Ordinally Symmetric Game Scenario
Any game during which the identity of the player doesn't amendment the relative order of the ensuing payoffs facing that player. In different words, every player ranks the payoffs from each strategy combination within the same order.
Description
A game is ordinally symmetric if the ordinal ranking of 1 player's payoffs is corresponding to the ordinal ranking of the transpose of the opposite player's payoffs.
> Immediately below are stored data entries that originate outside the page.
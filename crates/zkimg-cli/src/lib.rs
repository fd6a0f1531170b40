//! # zkimg-cli — Operator Tooling
//!
//! Backs the `zkimg` binary:
//!
//! - `zkimg verify <bundle.json>`: check a chain bundle or tile proof set.
//!   Exit code 0 when valid, 1 otherwise.
//! - `zkimg warm --kind <k> --param name=value ...`: compile one circuit
//!   into the artifact store ahead of traffic.
//! - `zkimg inspect <bundle.json>`: print the disclosed commitments and the
//!   circuit behind every proof.
//!
//! Configuration comes from `--config <file.yaml>` (optional) layered
//! under `ZKIMG_*` environment variables.

pub mod inspect;
pub mod verify;
pub mod warm;

use std::path::Path;
use std::sync::Arc;

use anyhow::{Context, Result};
use serde::{Deserialize, Serialize};
use zkimg_chain::{BackendConfig, ChainResult, ImageProofService, ServiceConfig, TileProofSet};
use zkimg_zkp::mock::MockBackend;
use zkimg_zkp::{ProvingBackend, SnarkjsBackend};

/// Anything `verify` and `inspect` accept.
#[derive(Debug, Clone, Serialize, Deserialize)]
#[serde(untagged)]
pub enum Bundle {
    Chain(ChainResult),
    Tiles(TileProofSet),
}

/// Read a JSON chain bundle or tile proof set.
pub fn read_bundle(path: &Path) -> Result<Bundle> {
    let raw = std::fs::read_to_string(path).with_context(|| format!("reading {}", path.display()))?;
    serde_json::from_str(&raw).with_context(|| format!("{} is neither a chain bundle nor a tile proof set", path.display()))
}

pub fn load_config(path: Option<&Path>) -> Result<ServiceConfig> {
    let config = match path {
        Some(path) => ServiceConfig::from_yaml_file(path)?,
        None => ServiceConfig::from_env()?,
    };
    tracing::debug!(?config, "configuration loaded");
    Ok(config)
}

/// Subcommands that need a proving service.
#[derive(Debug)]
pub enum ServiceCommand {
    /// Verify a chain bundle or tile proof set.
    Verify(verify::VerifyArgs),
    /// Precompile a circuit into the artifact store.
    Warm(warm::WarmArgs),
}

/// Build the service for the configured backend and run `command`.
pub async fn run_service_command(command: &ServiceCommand, config: &ServiceConfig) -> Result<u8> {
    match &config.backend {
        BackendConfig::Mock => {
            tracing::warn!("using the mock backend; proofs are not zero-knowledge");
            dispatch(command, config, Arc::new(MockBackend::new())).await
        }
        BackendConfig::Snarkjs(snarkjs) => {
            dispatch(command, config, Arc::new(SnarkjsBackend::new(snarkjs.clone()))).await
        }
    }
}

async fn dispatch<B: ProvingBackend>(command: &ServiceCommand, config: &ServiceConfig, backend: Arc<B>) -> Result<u8> {
    let service = ImageProofService::new(config, backend).context("starting proof service")?;
    match command {
        ServiceCommand::Verify(args) => verify::run_verify(args, &service),
        ServiceCommand::Warm(args) => warm::run_warm(args, &service).await,
    }
}

#[cfg(test)]
pub(crate) mod testing {
    use std::path::Path;

    use zkimg_chain::{BackendConfig, ServiceConfig};
    use zkimg_core::{ColorSpace, PixelMatrix};
    use zkimg_zkp::{PolicyMode, ProverConfig};

    pub fn mock_config(root: &Path) -> ServiceConfig {
        let ptau = root.join("pot.ptau");
        std::fs::write(&ptau, b"ceremony").unwrap();
        ServiceConfig {
            prover: ProverConfig {
                artifact_dir: root.join("artifacts"),
                work_dir: root.join("work"),
                setup_path: ptau,
                max_dimension: 32,
                proof_policy: Some(PolicyMode::Development),
                ..ProverConfig::default()
            },
            tile_size: 16,
            backend: BackendConfig::Mock,
            ..ServiceConfig::default()
        }
    }

    pub fn image(w: u32, h: u32) -> PixelMatrix {
        PixelMatrix::from_fn(w, h, ColorSpace::Rgb, |x, y, c| (x * 5 + y * 3 + c * 17) as u8)
    }
}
If the transpose of the opposite player's matrix is equivalent (not simply ordinally equivalent), then the sport is cardinally symmetric (or simply symmetric).
Outcome
The result that obtains from a selected combination of player's methods. each combination of methods (one for every player) is an outcome of the sport. A primary purpose of game theory is to work out that outcomes are stable, within the sense of being Nash equilibria
Example


Player 1



A

B

Player 2

A

1,5

0,6

B

3,1

4,8

Note that player 1's strategies are the matrix:
which transposed gives the following matrix (ranks in parentheses):
1 (3rd)

3 (2nd)

0 (4th)

4 (1st)

which is ordianlly equivalent to player 2's strategy matrix:
5 (3rd)

6 (2nd)

1 (4th)

8 (1st)

General Form


Player 2



L

R

Player 1

U

a,w

b,y

D

c,x

d,z

such that the ranking of a,b,c,d is equivalent to the ranking of w,x,y,z, respectively.